§ **What is required**: Copy out, from the entries below, each line holding the string "request".

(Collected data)
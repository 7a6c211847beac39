//! Shared error type across boltwire crates.

use thiserror::Error;

use crate::protocol::status::ResponseStatus;

/// Stable error classification (used in logs, metrics labels and test vectors).
#[derive(Debug, Clone, Copy, PartialEq, Eq)]
pub enum ErrorKind {
    /// Malformed or corrupted frame. Fatal to the connection.
    Codec,
    /// Payload could not be turned into bytes.
    Serialization,
    /// Bytes could not be turned back into a payload.
    Deserialization,
    /// No response within the caller's deadline.
    Timeout,
    /// The request never left this process.
    SendFailed,
    /// The connection went away with the call outstanding.
    ConnectionClosed,
    /// Peer worker pool refused the request.
    ServerBusy,
    /// Peer handler failed.
    ServerError,
    /// No processor for the command code or request class.
    NoProcessor,
    /// Could not establish a connection.
    ConnectFailed,
    /// Invalid configuration.
    Config,
    /// Internal error.
    Internal,
}

impl ErrorKind {
    /// String representation used in logs and metric labels.
    pub fn as_str(self) -> &'static str {
        match self {
            ErrorKind::Codec => "CODEC",
            ErrorKind::Serialization => "SERIALIZATION",
            ErrorKind::Deserialization => "DESERIALIZATION",
            ErrorKind::Timeout => "TIMEOUT",
            ErrorKind::SendFailed => "SEND_FAILED",
            ErrorKind::ConnectionClosed => "CONNECTION_CLOSED",
            ErrorKind::ServerBusy => "SERVER_BUSY",
            ErrorKind::ServerError => "SERVER_ERROR",
            ErrorKind::NoProcessor => "NO_PROCESSOR",
            ErrorKind::ConnectFailed => "CONNECT_FAILED",
            ErrorKind::Config => "CONFIG",
            ErrorKind::Internal => "INTERNAL",
        }
    }
}

/// Shared result type.
pub type Result<T> = std::result::Result<T, RemotingError>;

/// Unified error type used by core and remoting.
#[derive(Debug, Clone, Error)]
pub enum RemotingError {
    #[error("unsupported protocol code: {0}")]
    UnsupportedProtocol(u8),
    #[error("checksum mismatch: expected {expected:#010x}, got {actual:#010x}")]
    ChecksumMismatch { expected: u32, actual: u32 },
    #[error("frame too large: {size} bytes (max {max})")]
    FrameTooLarge { size: usize, max: usize },
    #[error("codec: {0}")]
    Codec(String),
    #[error("serialization failed: {0}")]
    Serialization(String),
    #[error("deserialization failed: {0}")]
    Deserialization(String),
    #[error("invoke timed out after {timeout_ms}ms (id={id})")]
    Timeout { id: u32, timeout_ms: u64 },
    #[error("send failed: {0}")]
    SendFailed(String),
    #[error("connection closed: {0}")]
    ConnectionClosed(String),
    #[error("server thread pool busy: {0}")]
    ServerBusy(String),
    #[error("server error ({status}): {msg}")]
    ServerError { status: ResponseStatus, msg: String },
    #[error("no processor: {0}")]
    NoProcessor(String),
    #[error("connect failed: {0}")]
    ConnectFailed(String),
    #[error("invalid config: {0}")]
    Config(String),
    #[error("internal: {0}")]
    Internal(String),
}

impl RemotingError {
    /// Map to a stable error kind.
    pub fn kind(&self) -> ErrorKind {
        match self {
            RemotingError::UnsupportedProtocol(_)
            | RemotingError::ChecksumMismatch { .. }
            | RemotingError::FrameTooLarge { .. }
            | RemotingError::Codec(_) => ErrorKind::Codec,
            RemotingError::Serialization(_) => ErrorKind::Serialization,
            RemotingError::Deserialization(_) => ErrorKind::Deserialization,
            RemotingError::Timeout { .. } => ErrorKind::Timeout,
            RemotingError::SendFailed(_) => ErrorKind::SendFailed,
            RemotingError::ConnectionClosed(_) => ErrorKind::ConnectionClosed,
            RemotingError::ServerBusy(_) => ErrorKind::ServerBusy,
            RemotingError::ServerError { .. } => ErrorKind::ServerError,
            RemotingError::NoProcessor(_) => ErrorKind::NoProcessor,
            RemotingError::ConnectFailed(_) => ErrorKind::ConnectFailed,
            RemotingError::Config(_) => ErrorKind::Config,
            RemotingError::Internal(_) => ErrorKind::Internal,
        }
    }

    /// Framing errors leave the byte stream in an unknown state; the
    /// connection must be closed.
    pub fn is_fatal(&self) -> bool {
        self.kind() == ErrorKind::Codec
    }
}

§ **Exercise solution**:
    /// The request never left this process.
    /// Peer worker pool refused the request.
    /// No processor for the command code or request class.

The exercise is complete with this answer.